Saved entries
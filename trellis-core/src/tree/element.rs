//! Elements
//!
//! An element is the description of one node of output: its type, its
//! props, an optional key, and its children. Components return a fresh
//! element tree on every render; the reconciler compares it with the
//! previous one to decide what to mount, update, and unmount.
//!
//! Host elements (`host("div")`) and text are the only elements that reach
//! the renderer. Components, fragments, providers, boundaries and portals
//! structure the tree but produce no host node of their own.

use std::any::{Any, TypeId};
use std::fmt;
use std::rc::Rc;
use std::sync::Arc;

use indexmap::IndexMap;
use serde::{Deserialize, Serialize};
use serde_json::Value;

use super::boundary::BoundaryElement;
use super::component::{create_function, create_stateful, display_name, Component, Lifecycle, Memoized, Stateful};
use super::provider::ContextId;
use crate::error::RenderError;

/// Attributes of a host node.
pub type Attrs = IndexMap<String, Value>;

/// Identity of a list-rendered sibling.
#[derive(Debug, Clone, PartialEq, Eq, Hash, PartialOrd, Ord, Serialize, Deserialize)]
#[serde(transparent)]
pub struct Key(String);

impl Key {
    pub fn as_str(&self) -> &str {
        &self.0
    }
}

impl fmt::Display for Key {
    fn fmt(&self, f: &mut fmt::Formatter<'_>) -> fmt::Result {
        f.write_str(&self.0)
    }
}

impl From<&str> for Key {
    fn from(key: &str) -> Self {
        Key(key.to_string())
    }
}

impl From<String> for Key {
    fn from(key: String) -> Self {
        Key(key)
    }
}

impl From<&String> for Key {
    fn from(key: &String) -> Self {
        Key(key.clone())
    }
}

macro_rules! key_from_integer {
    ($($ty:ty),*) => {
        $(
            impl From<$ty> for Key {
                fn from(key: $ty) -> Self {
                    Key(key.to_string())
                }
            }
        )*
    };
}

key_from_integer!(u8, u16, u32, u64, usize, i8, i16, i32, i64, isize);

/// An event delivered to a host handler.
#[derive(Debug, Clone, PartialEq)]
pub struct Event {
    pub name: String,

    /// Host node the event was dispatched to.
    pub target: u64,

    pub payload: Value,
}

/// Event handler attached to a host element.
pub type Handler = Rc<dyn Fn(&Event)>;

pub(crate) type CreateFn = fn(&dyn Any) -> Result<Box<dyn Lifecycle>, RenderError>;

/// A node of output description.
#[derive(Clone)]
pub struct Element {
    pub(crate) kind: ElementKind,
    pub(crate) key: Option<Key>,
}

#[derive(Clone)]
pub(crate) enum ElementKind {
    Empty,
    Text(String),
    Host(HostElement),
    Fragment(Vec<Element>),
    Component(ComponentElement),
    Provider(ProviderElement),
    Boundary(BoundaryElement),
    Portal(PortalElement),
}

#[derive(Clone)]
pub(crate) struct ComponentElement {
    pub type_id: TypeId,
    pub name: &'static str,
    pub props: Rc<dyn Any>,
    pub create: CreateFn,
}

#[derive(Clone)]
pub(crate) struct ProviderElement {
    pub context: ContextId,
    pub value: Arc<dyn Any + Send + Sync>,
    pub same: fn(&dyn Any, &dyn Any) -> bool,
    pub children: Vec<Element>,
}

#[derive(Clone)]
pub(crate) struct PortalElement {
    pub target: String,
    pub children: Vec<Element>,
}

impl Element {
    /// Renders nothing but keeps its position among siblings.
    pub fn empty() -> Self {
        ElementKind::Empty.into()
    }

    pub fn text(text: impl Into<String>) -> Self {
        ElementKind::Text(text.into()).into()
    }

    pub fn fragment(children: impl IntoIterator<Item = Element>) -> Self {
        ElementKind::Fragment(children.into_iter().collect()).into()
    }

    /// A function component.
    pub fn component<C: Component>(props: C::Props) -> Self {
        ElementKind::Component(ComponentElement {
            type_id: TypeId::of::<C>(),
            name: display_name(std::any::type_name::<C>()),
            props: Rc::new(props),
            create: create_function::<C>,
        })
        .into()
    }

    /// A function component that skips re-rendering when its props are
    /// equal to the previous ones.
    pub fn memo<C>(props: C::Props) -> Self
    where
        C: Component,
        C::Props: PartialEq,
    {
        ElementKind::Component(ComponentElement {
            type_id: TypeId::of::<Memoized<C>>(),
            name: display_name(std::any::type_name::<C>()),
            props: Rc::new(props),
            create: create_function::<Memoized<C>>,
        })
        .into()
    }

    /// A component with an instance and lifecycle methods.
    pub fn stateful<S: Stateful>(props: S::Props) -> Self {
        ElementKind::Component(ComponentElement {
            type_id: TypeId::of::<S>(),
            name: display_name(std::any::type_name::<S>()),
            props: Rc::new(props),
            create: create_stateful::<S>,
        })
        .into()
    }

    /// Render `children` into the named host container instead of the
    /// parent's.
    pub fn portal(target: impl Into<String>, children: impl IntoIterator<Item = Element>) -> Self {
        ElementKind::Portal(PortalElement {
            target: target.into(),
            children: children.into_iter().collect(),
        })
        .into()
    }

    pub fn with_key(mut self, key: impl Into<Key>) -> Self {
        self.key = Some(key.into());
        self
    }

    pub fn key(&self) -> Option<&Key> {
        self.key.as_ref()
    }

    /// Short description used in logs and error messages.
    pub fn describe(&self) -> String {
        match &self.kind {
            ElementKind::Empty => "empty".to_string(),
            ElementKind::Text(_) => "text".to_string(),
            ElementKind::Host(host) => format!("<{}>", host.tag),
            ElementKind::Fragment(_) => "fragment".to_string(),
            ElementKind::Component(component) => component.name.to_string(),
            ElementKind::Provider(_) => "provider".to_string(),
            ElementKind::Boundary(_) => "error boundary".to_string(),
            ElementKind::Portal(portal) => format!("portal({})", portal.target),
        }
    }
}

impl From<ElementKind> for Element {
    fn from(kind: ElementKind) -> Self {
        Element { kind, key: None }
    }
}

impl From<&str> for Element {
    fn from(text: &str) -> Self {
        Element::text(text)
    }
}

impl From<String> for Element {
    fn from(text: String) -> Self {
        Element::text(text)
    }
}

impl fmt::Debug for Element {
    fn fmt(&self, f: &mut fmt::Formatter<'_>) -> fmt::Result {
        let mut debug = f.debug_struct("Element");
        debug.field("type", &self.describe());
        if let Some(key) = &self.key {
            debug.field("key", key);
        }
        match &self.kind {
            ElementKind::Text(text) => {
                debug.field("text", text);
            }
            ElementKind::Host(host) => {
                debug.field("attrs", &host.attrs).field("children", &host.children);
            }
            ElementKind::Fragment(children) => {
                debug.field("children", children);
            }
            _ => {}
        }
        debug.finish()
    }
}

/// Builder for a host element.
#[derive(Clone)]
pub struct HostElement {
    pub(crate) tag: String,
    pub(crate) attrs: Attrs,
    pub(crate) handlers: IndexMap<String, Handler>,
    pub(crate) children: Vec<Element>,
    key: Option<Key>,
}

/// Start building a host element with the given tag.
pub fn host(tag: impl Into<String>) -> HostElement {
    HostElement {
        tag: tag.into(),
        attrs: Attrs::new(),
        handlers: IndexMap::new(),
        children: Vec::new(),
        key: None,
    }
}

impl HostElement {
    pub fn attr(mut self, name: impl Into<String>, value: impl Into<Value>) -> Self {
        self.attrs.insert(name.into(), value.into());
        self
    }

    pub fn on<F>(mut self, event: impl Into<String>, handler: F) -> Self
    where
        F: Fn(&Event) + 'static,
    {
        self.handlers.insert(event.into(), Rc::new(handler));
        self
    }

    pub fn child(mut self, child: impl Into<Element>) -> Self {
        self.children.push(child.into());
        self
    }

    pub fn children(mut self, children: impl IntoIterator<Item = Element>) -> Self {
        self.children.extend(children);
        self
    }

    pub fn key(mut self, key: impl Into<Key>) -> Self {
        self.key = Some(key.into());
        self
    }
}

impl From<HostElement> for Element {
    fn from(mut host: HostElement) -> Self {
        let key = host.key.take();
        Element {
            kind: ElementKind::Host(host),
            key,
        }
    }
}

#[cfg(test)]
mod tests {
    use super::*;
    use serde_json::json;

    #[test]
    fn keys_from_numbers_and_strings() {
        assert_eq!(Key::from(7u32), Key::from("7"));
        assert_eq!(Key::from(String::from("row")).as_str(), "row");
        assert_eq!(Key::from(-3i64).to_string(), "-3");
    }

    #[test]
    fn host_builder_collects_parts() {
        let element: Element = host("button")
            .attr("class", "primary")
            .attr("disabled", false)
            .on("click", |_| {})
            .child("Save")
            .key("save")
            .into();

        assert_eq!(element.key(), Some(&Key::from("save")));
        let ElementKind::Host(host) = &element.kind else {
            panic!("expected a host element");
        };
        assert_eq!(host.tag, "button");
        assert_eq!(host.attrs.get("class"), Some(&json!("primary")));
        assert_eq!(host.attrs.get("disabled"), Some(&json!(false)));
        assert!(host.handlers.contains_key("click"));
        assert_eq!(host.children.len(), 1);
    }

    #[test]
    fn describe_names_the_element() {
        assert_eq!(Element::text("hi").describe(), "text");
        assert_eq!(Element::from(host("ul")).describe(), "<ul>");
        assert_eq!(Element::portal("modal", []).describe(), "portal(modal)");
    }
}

== Work task ==
Every line containing the string "Item" is required; copy each such line from the data.

== Response to the task ==
    pub fn fragment(children: impl IntoIterator<Item = Element>) -> Self {
    pub fn portal(target: impl Into<String>, children: impl IntoIterator<Item = Element>) -> Self {
    pub fn children(mut self, children: impl IntoIterator<Item = Element>) -> Self {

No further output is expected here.